Bella mengangguk. “Baiklah, aku istirahat duluan ya.”
“iya.”
Bella keluar dari ruangan dosen, meninggalkanku sendiri disini. Sedangkan dosen yang lain, ada yang masih mengajar.
Aku melanjutkan memeriksa tugas yang dikumpulkan oleh mahasiswaku. Tinggal beberapa tugas lagi, setelah itu baru aku makan siang dan langsung pulang. Lagian aku tidak ada jadwal mengajar lagi hari ini.
Suara ponsel berbunyi membuat perhatianku teralihkan. Mengabaikan sebentar tugas-tugas itu, aku langsung mengecek ponsel. Ternyata ada pesan singkat dari Ayu. Aku lantas membuka pesan tersebut.
Minggu depan aku ke Jakarta. Tolong siapin red carpet buat penyambutan. Okay ?
Aku tertawa pelan membaca pesan dari Ayu. Ngomong-ngomong aku sudah lama tidak bertemu dengan Ayu . terakhir bertemu saat liburan tahun baru kemaren. Itu berarti sudah enam bulan yang lalu. Sedangkan dengan Rissa, aku masih sering bertemu karena Rissa memang memutuskan untuk berkarir disini saja. Berbeda dengan Ayu yang ingin dekat dengan kedua orangtuanya.
Presiden saja tidak selalu disambut dengan Red carpet. Memangnya kau siapa ?
I’m your idol. Sudah sewajarnya fans fanatic memanjakan idolanya.
Huek ! kabarin aja kalau udah mau berangkat.
Tentu. Ambil cuti please, aku cuma bisa libur seminggu doang.
Ck. Selalu menyusahkan. Kabarin Rissa sekalian.
Sudah baby. Baiklah, idola mau makan siang dulu. Bye and see you next week.
See you.
Aku meletakkan kembali ponselku di atas meja, lalu melanjutkan memeriksa tugas-tugas yang tadi tertunda.
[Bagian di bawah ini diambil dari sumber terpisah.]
use serde::{Deserialize, Serialize};
use std::path::Path;

use crate::error::{RecognizerError, Result};

// ─── Thresholds ──────────────────────────────────────────────────────────────

/// Empirically tuned shape thresholds, in skeleton-space meters
#[derive(Clone, Copy, Debug, PartialEq, Serialize, Deserialize)]
#[serde(default)]
pub struct StampThresholds {
    pub min_knee_depth_change: f64,
    pub min_foot_height_change: f64,
    pub max_foot_depth_change: f64,
}

impl Default for StampThresholds {
    fn default() -> Self {
        Self {
            min_knee_depth_change: 0.1,
            min_foot_height_change: 0.15,
            max_foot_depth_change: 0.15,
        }
    }
}

// ─── Recognizer configuration ────────────────────────────────────────────────

#[derive(Clone, Debug, PartialEq, Serialize, Deserialize)]
#[serde(default)]
pub struct RecognizerConfig {
    /// How far back each joint track reaches
    pub retention_ms: i64,
    pub thresholds: StampThresholds,
}

impl Default for RecognizerConfig {
    fn default() -> Self {
        Self {
            retention_ms: 1000,
            thresholds: StampThresholds::default(),
        }
    }
}

impl RecognizerConfig {
    /// Load overrides from a JSON file; missing fields keep their defaults.
    pub fn load(path: &Path) -> Result<Self> {
        let text = std::fs::read_to_string(path)?;
        let config: RecognizerConfig = serde_json::from_str(&text)?;
        config.validate()?;
        Ok(config)
    }

    /// Retention must be positive; a window that spans no time can never
    /// hold samples on both sides of a pivot. Thresholds are magnitudes.
    pub fn validate(&self) -> Result<()> {
        if self.retention_ms <= 0 {
            return Err(RecognizerError::InvalidConfig(format!(
                "retention_ms must be positive, got {}",
                self.retention_ms
            )));
        }
        let t = &self.thresholds;
        for (name, value) in [
            ("min_knee_depth_change", t.min_knee_depth_change),
            ("min_foot_height_change", t.min_foot_height_change),
            ("max_foot_depth_change", t.max_foot_depth_change),
        ] {
            if !value.is_finite() || value < 0.0 {
                return Err(RecognizerError::InvalidConfig(format!(
                    "{} must be a non-negative number, got {}",
                    name, value
                )));
            }
        }
        Ok(())
    }
}

#[cfg(test)]
mod tests {
    use super::*;

    #[test]
    fn test_reference_defaults() {
        let config = RecognizerConfig::default();
        assert_eq!(config.retention_ms, 1000);
        assert_eq!(config.thresholds.min_knee_depth_change, 0.1);
        assert_eq!(config.thresholds.min_foot_height_change, 0.15);
        assert_eq!(config.thresholds.max_foot_depth_change, 0.15);
    }

    #[test]
    fn test_partial_override() {
        let config: RecognizerConfig =
            serde_json::from_str(r#"{"thresholds": {"min_knee_depth_change": 0.2}}"#).unwrap();
        assert_eq!(config.retention_ms, 1000);
        assert_eq!(config.thresholds.min_knee_depth_change, 0.2);
        assert_eq!(config.thresholds.max_foot_depth_change, 0.15);
    }

    #[test]
    fn test_rejects_non_positive_retention() {
        let config = RecognizerConfig {
            retention_ms: 0,
            ..RecognizerConfig::default()
        };
        assert!(matches!(config.validate(), Err(RecognizerError::InvalidConfig(_))));
        assert!(RecognizerConfig::default().validate().is_ok());
    }

    #[test]
    fn test_rejects_negative_threshold() {
        let mut config = RecognizerConfig::default();
        config.thresholds.min_foot_height_change = -0.15;
        assert!(matches!(config.validate(), Err(RecognizerError::InvalidConfig(_))));
    }

    #[test]
    fn test_load_validates() {
        let path = std::env::temp_dir().join(format!("stamp_config_{}.json", std::process::id()));
        std::fs::write(&path, r#"{"retention_ms": -5}"#).unwrap();
        let result = RecognizerConfig::load(&path);
        std::fs::remove_file(&path).ok();
        assert!(matches!(result, Err(RecognizerError::InvalidConfig(_))));
    }
}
Tidak butuh waktu lama akhirnya aku selesai memeriksa semua tugas-tugas itu. Aku menyimpan file-file yang penting lalu merapikan meja. Setelah itu baru beranjak meninggalkan ruangan dosen.
Aku menyusuri lorong kampus dengan santai. Tersenyum ramah kepada setiap mahasiswa yang menyapaku sudah menjadi rutinitasku.
Lagi-lagi ponselku berbunyi. Aku mengeceknya dan memutuskan untuk mengangkatnya saat melihat nama si penelpon di layar. Justin calling, tertulis dilayar ponselku.
“Hai” Sapaku pelan.
“Lagi dimana ?” Tanya Justin langsung tanpa membalas sapaanku.
“Dikampus.”
“Masih ngajar ?”
“Enggak, udah mau pulang.”
“Baguslah.”
Aku mengernyitkan dahi. Ada apa dengannya. “are you okay ?” tanyaku.
Justin tertawa. “I’m okay. Berbaliklah dan lihat siapa yang ada dibelakangmu.”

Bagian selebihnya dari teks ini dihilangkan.